Sesame Street Live: Elmo Makes Music

Elmo, Big Bird, and the gang must help out a new music teacher after she discovers all of Sesame Street’s instruments have gone missing. That’s the plot of this educational production that teaches children the importance of music and working together. It’s a fun musical adventure that will enthrall kids and let their parents relive a little bit of their childhood. April 12-14 at Bojangles’ Coliseum. 

 

 

 

The Pearl Fishers

There’s a reason why George Bizet’s 1863 opera continues to be performed in theaters across the country. The captivating story of a love triangle in the ancient world is filled with as much interpersonal drama as it is personal strife. Its study of honor, friendship, and religious devotion requires the audience to examine their own beliefs on the matter.

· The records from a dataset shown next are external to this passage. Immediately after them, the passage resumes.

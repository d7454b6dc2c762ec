//! Data export module
//!
//! Writes scan results to Parquet for offline review

mod parquet;

pub use parquet::{signal_schema, DataConfig, ExportError, SignalParquetWriter};
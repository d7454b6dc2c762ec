//! Scan orchestration module
//!
//! Runs the detection pipeline across many tickers with bounded concurrency

mod scanner;
mod types;

pub use scanner::{apply_ticker_cap, backfill_continuity, Scanner};
pub use types::{
    ChainAnalysis, CycleReport, ScanConfig, ScanError, ScanReport, ScanSummary, TickerOutcome,
};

And Opera Carolina does a very good job in making the genre accessible like providing English subtitles for this French production. April 13-21 at the Belk Theater.

 

 

 

 

 

 

 

 

 

David Sedaris

David Sedaris is one of America’s preeminent raconteurs and authors. His dry wit and sardonic style are unmistakable. His ability to find a deeper meaning and side-splitting humor in everyday life have made him famous. And his voluminous body of quality work has made him undeniable. April 22 at Belk Theater.